Exactly-Once Guarantees

  • End-to-end: Flink (two-phase commit), RisingWave (barrier-based checkpointing)
  • Within Kafka: Kafka Streams, ksqlDB
  • At-least-once: Kinesis, Pulsar (requires downstream deduplication)

Total Cost of Ownership

ApproachInfrastructureOperationsDevelopment
RisingWave (self-hosted)Compute + S3Low (single system)Low (SQL only)
Debezium + Kafka + Flink3 clustersHigh (3 systems)Medium (Java + SQL)
Confluent CloudManaged (pay-per-use)LowMedium
Fivetran + dbtManaged + warehouseLowLow (SQL)

Frequently Asked Questions

What is streaming data integration?

Streaming data integration continuously captures changes from operational databases and event streams, transforms data in flight, and delivers it to analytical destinations in real time. Unlike batch ETL that runs on a schedule with hours of latency, streaming integration provides sub-second data freshness, enabling real-time dashboards, AI agent context, and event-driven architectures.

What is the best data integration solution for streaming?

For SQL-native teams, RisingWave provides the most integrated solution — combining native CDC, SQL transformations, real-time serving, and Iceberg sink in a single system. For the broadest connector ecosystem, Confluent or Fivetran offers more source options. For complex stateful transformations, Apache Flink provides the most flexibility at the cost of operational complexity.

Do I need Kafka for streaming data integration?

No. RisingWave ingests directly from PostgreSQL and MySQL via native CDC — no Kafka, no Debezium, no middleware. However, Kafka is valuable as a central event bus when multiple consumers need the same data stream, or when you need to decouple producers from consumers at massive scale.

How does streaming integration compare to batch ETL with dbt?

dbt models run on a schedule (hourly/daily), recomputing transformations from scratch each time.

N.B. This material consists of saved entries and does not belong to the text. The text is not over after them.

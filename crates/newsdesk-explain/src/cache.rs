//! Content-addressed result cache.

use std::collections::{BTreeMap, HashMap};
use std::io::ErrorKind;
use std::path::{Path, PathBuf};

use async_trait::async_trait;
use sha2::{Digest, Sha256};
use tokio::sync::Mutex;

use crate::error::ExplainError;

/// Hex SHA-256 of `"{mode}:{text}"`.
#[must_use]
pub fn cache_key(mode: &str, text: &str) -> String {
    format!("{:x}", Sha256::digest(format!("{mode}:{text}").as_bytes()))
}

#[async_trait]
pub trait CacheStore: Send + Sync {
    async fn get(&self, key: &str) -> Result<Option<String>, ExplainError>;
    async fn put(&self, key: &str, value: &str) -> Result<(), ExplainError>;
}

/// Cache persisted as one JSON object of `key -> value`.
///
/// The file is loaded on first use and rewritten (temp file + rename) on
/// every `put`.
#[derive(Debug)]
pub struct JsonFileCache {
    path: PathBuf,
    entries: Mutex<Option<BTreeMap<String, String>>>,
}

impl JsonFileCache {
    #[must_use]
    pub fn new(path: impl Into<PathBuf>) -> Self {
        Self {
            path: path.into(),
            entries: Mutex::new(None),
        }
    }

    fn io_error(path: &Path, source: std::io::Error) -> ExplainError {
        ExplainError::CacheIo {
            path: path.display().to_string(),
            source,
        }
    }

    async fn read_file(&self) -> Result<BTreeMap<String, String>, ExplainError> {
        match tokio::fs::read_to_string(&self.path).await {
            Ok(raw) if raw.trim().is_empty() => Ok(BTreeMap::new()),
            Ok(raw) => serde_json::from_str(&raw)
                .map_err(|e| ExplainError::CacheCorrupt(format!("{}: {e}", self.path.display()))),
            Err(e) if e.kind() == ErrorKind::NotFound => Ok(BTreeMap::new()),
            Err(e) => Err(Self::io_error(&self.path, e)),
        }
    }

    async fn write_file(&self, entries: &BTreeMap<String, String>) -> Result<(), ExplainError> {
        if let Some(parent) = self.path.parent().filter(|p| !p.as_os_str().is_empty()) {
            tokio::fs::create_dir_all(parent)
                .await
                .map_err(|e| Self::io_error(parent, e))?;
        }

        let body = serde_json::to_string_pretty(entries)?;
        let mut tmp = self.path.clone().into_os_string();
        tmp.push(".tmp");
        let tmp = PathBuf::from(tmp);

        tokio::fs::write(&tmp, body)
            .await
            .map_err(|e| Self::io_error(&tmp, e))?;
        tokio::fs::rename(&tmp, &self.path)
            .await
            .map_err(|e| Self::io_error(&self.path, e))
    }
}

#[async_trait]
impl CacheStore for JsonFileCache {
    async fn get(&self, key: &str) -> Result<Option<String>, ExplainError> {
        let mut guard = self.entries.lock().await;
        if guard.is_none() {
            *guard = Some(self.read_file().await?);
        }
        Ok(guard.as_ref().and_then(|entries| entries.get(key).cloned()))
    }

    async fn put(&self, key: &str, value: &str) -> Result<(), ExplainError> {
        let mut guard = self.entries.lock().await;
        let mut entries = match guard.take() {
            Some(entries) => entries,
            None => self.read_file().await?,
        };
        entries.insert(key.to_string(), value.to_string());
        let written = self.write_file(&entries).await;
        *guard = Some(entries);
        written
    }
}

#[derive(Debug, Default)]
pub struct MemoryCache {
    entries: Mutex<HashMap<String, String>>,
}

impl MemoryCache {
    pub async fn len(&self) -> usize {
        self.entries.lock().await.len()
    }

    pub async fn is_empty(&self) -> bool {
        self.entries.lock().await.is_empty()
    }
}

#[async_trait]
impl CacheStore for MemoryCache {
    async fn get(&self, key: &str) -> Result<Option<String>, ExplainError> {
        Ok(self.entries.lock().await.get(key).cloned())
    }

    async fn put(&self, key: &str, value: &str) -> Result<(), ExplainError> {
        self.entries
            .lock()
            .await
            .insert(key.to_string(), value.to_string());
        Ok(())
    }
}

Streaming integration with RisingWave processes changes continuously as they happen, with sub-second latency. dbt is simpler for teams familiar with batch SQL; streaming integration is necessary when data freshness requirements are seconds, not hours.

Which data integration services work best with streaming data?

For database CDC: RisingWave (native, simplest) or Debezium (broadest database support). For Kafka processing: RisingWave or Flink SQL. For lakehouse delivery: RisingWave (Iceberg sink with automatic compaction). For enterprise breadth: Striim (150+ connectors with sub-second CDC) or Confluent (120+ connectors with managed Kafka). Choose based on your source systems, team skills (SQL vs Java), and operational capacity.